▶ Exercise:
What is needed here is an exact transcription of the entries that follow.

====

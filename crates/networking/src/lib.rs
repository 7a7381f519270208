//! Signage Networking - SSE wire decoding and the HTTP event-stream transport

pub mod http;
pub mod sse;
pub mod transport;

pub use http::HttpEventTransport;
pub use sse::{decode_event_stream, SseFrame};
pub use transport::{EventTransport, FrameStream};
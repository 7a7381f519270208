//! Data models for live signage events

mod display;
mod event;
mod slideshow;
mod system;

pub use display::*;
pub use event::*;
pub use slideshow::*;
pub use system::*;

====

▶ Your solution:
filename crates/networking/src/lib.rs
repository 7a7381f519270208
//! Signage Networking - SSE wire decoding and the HTTP event-stream transport

pub mod http;
pub mod sse;
pub mod transport;

pub use http::HttpEventTransport;
pub use sse::{decode_event_stream, SseFrame};
pub use transport::{EventTransport, FrameStream};
repository 7a7381f519270208
//! Data models for live signage events

mod display;
mod event;
mod slideshow;
mod system;

pub use display::*;
pub use event::*;
pub use slideshow::*;
pub use system::*;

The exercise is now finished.